* TASK INPUT

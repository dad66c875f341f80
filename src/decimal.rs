use rust_decimal::prelude::ToPrimitive;
use rust_decimal::{Decimal, RoundingStrategy};
use serde::{Deserialize, Serialize};
use std::fmt;
use std::iter::Sum;
use std::ops::{Add, AddAssign, Div, Mul, Sub, SubAssign};
use std::str::FromStr;

/// decimal places of the program currency
pub const MINOR_UNIT_SCALE: u32 = 2;

fn round_minor(d: Decimal) -> Decimal {
    d.round_dp_with_strategy(MINOR_UNIT_SCALE, RoundingStrategy::MidpointAwayFromZero)
}

/// Money type fixed at cent precision
#[derive(Debug, Clone, Copy, PartialEq, Eq, PartialOrd, Ord, Hash, Serialize, Deserialize, Default)]
pub struct Money(Decimal);

impl Money {
    pub const ZERO: Money = Money(Decimal::ZERO);
    pub const CENT: Money = Money(Decimal::from_parts(1, 0, 0, false, MINOR_UNIT_SCALE));

    /// create from decimal
    pub fn from_decimal(d: Decimal) -> Self {
        Money(round_minor(d))
    }

    /// create from string with exact parsing
    pub fn from_str_exact(s: &str) -> Result<Self, rust_decimal::Error> {
        Ok(Money(round_minor(Decimal::from_str(s)?)))
    }

    /// create from whole currency units (dollars)
    pub fn from_major(amount: i64) -> Self {
        Money(Decimal::from(amount))
    }

    /// create from minor units (cents)
    pub fn from_minor(amount: i64) -> Self {
        Money(Decimal::new(amount, MINOR_UNIT_SCALE))
    }

    /// integer minor units, used by reporting views
    pub fn to_minor(&self) -> i64 {
        (round_minor(self.0) * Decimal::from(100))
            .trunc()
            .to_i64()
            .unwrap_or(i64::MAX)
    }

    pub fn as_decimal(&self) -> Decimal {
        self.0
    }

    pub fn is_zero(&self) -> bool {
        self.0.is_zero()
    }

    /// strictly greater than zero
    pub fn is_positive(&self) -> bool {
        self.0 > Decimal::ZERO
    }

    pub fn is_negative(&self) -> bool {
        self.0 < Decimal::ZERO
    }

    pub fn abs(&self) -> Self {
        Money(self.0.abs())
    }

    pub fn min(self, other: Self) -> Self {
        Money(self.0.min(other.0))
    }

    pub fn max(self, other: Self) -> Self {
        Money(self.0.max(other.0))
    }

    /// subtraction clamped at zero
    pub fn saturating_sub(self, other: Self) -> Self {
        (self - other).max(Money::ZERO)
    }

    /// split into `parts` cent-exact shares, remainder absorbed by the last share
    pub fn split_even(&self, parts: u32) -> Vec<Money> {
        if parts == 0 {
            return Vec::new();
        }
        let share = Money(
            (self.0 / Decimal::from(parts))
                .round_dp_with_strategy(MINOR_UNIT_SCALE, RoundingStrategy::ToZero),
        );
        let mut shares = vec![share; parts as usize];
        let allocated = share * Decimal::from(parts - 1);
        if let Some(last) = shares.last_mut() {
            *last = *self - allocated;
        }
        shares
    }
}

impl fmt::Display for Money {
    fn fmt(&self, f: &mut fmt::Formatter<'_>) -> fmt::Result {
        write!(f, "{}", self.0)
    }
}

impl FromStr for Money {
    type Err = rust_decimal::Error;

    fn from_str(s: &str) -> Result<Self, Self::Err> {
        Money::from_str_exact(s)
    }
}

impl From<Decimal> for Money {
    fn from(d: Decimal) -> Self {
        Money::from_decimal(d)
    }
}

impl From<i32> for Money {
    fn from(i: i32) -> Self {
        Money::from_major(i as i64)
    }
}

impl Add for Money {
    type Output = Money;

    fn add(self, other: Money) -> Money {
        Money(round_minor(self.0 + other.0))
    }
}

impl AddAssign for Money {
    fn add_assign(&mut self, other: Money) {
        self.0 = round_minor(self.0 + other.0);
    }
}

impl Sub for Money {
    type Output = Money;

    fn sub(self, other: Money) -> Money {
        Money(round_minor(self.0 - other.0))
    }
}

impl SubAssign for Money {
    fn sub_assign(&mut self, other: Money) {
        self.0 = round_minor(self.0 - other.0);
    }
}

impl Mul<Decimal> for Money {
    type Output = Money;

    fn mul(self, other: Decimal) -> Money {
        Money(round_minor(self.0 * other))
    }
}

impl Div<Decimal> for Money {
    type Output = Money;

    fn div(self, other: Decimal) -> Money {
        Money(round_minor(self.0 / other))
    }
}

impl Sum for Money {
    fn sum<I: Iterator<Item = Money>>(iter: I) -> Money {
        iter.fold(Money::ZERO, |acc, x| acc + x)
    }
}

impl<'a> Sum<&'a Money> for Money {
    fn sum<I: Iterator<Item = &'a Money>>(iter: I) -> Money {
        iter.fold(Money::ZERO, |acc, x| acc + *x)
    }
}

/// ratio type for rates and percentages
#[derive(Debug, Clone, Copy, PartialEq, Eq, PartialOrd, Ord, Serialize, Deserialize, Default)]
pub struct Rate(Decimal);

impl Rate {
    pub const ZERO: Rate = Rate(Decimal::ZERO);
    pub const ONE: Rate = Rate(Decimal::ONE);

    /// create from decimal (e.g., 0.05 for 5%)
    pub fn from_decimal(d: Decimal) -> Self {
        Rate(d)
    }

    /// ratio of two counts, zero when the denominator is zero
    pub fn from_ratio(numerator: u64, denominator: u64) -> Self {
        if denominator == 0 {
            return Rate::ZERO;
        }
        Rate(Decimal::from(numerator) / Decimal::from(denominator))
    }

    pub fn as_decimal(&self) -> Decimal {
        self.0
    }

    /// get as percentage
    pub fn as_percentage(&self) -> Decimal {
        (self.0 * Decimal::from(100)).round_dp(2)
    }
}

impl fmt::Display for Rate {
    fn fmt(&self, f: &mut fmt::Formatter<'_>) -> fmt::Result {
        write!(f, "{}%", self.as_percentage())
    }
}

#[cfg(test)]
mod tests {
    use super::*;
    use rust_decimal_macros::dec;

    #[test]
    fn test_money_precision() {
        let m = Money::from_str_exact("100.125").unwrap();
        assert_eq!(m.to_string(), "100.13"); // half away from zero

        let m = Money::from_str_exact("100.124").unwrap();
        assert_eq!(m.to_string(), "100.12");
    }

    #[test]
    fn test_minor_units() {
        assert_eq!(Money::from_minor(12_345), Money::from_str_exact("123.45").unwrap());
        assert_eq!(Money::from_major(1200).to_minor(), 120_000);
        assert_eq!(Money::from_minor(-250).to_minor(), -250);
        assert_eq!(Money::CENT.to_minor(), 1);
    }

    #[test]
    fn test_split_even_absorbs_remainder() {
        let shares = Money::from_major(100).split_even(3);
        assert_eq!(shares.len(), 3);
        assert_eq!(shares[0], Money::from_str_exact("33.33").unwrap());
        assert_eq!(shares[2], Money::from_str_exact("33.34").unwrap());
        assert_eq!(shares.iter().sum::<Money>(), Money::from_major(100));

        assert!(Money::from_major(10).split_even(0).is_empty());
    }

    #[test]
    fn test_saturating_sub() {
        let a = Money::from_major(100);
        let b = Money::from_major(150);
        assert_eq!(a.saturating_sub(b), Money::ZERO);
        assert_eq!(b.saturating_sub(a), Money::from_major(50));
    }

    #[test]
    fn test_rate_from_ratio() {
        assert_eq!(Rate::from_ratio(3, 4).as_percentage(), dec!(75.00));
        assert_eq!(Rate::from_ratio(5, 0), Rate::ZERO);
        assert_eq!(Rate::from_ratio(1, 3).as_percentage(), dec!(33.33));
    }
}
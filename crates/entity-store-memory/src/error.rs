//! Error types for in-memory table operations.

use entity_store_core::PrimaryKey;
use thiserror::Error;

/// Errors that can occur during `MemoryTable` operations.
#[derive(Error, Debug)]
pub enum MemoryStoreError {
    /// A row with the same primary key already exists.
    #[error("Duplicate primary key: {0}")]
    DuplicateKey(PrimaryKey),

    /// The row to merge does not exist.
    #[error("Row not found: {0}")]
    MissingRow(PrimaryKey),

    /// Failed to acquire the table lock.
    #[error("Table lock error")]
    LockError,

    /// Failure armed with `MemoryTable::fail_next_call`.
    #[error("Injected failure: {0}")]
    Injected(String),
}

* WHAT THE TASK REQUIRES
Only lines holding the string "Copy" are wanted; gather each one from the entries above.

* EXERCISE RESULT
#[derive(Debug, Clone, Copy, PartialEq, Eq, PartialOrd, Ord, Hash, Serialize, Deserialize, Default)]
#[derive(Debug, Clone, Copy, PartialEq, Eq, PartialOrd, Ord, Serialize, Deserialize, Default)]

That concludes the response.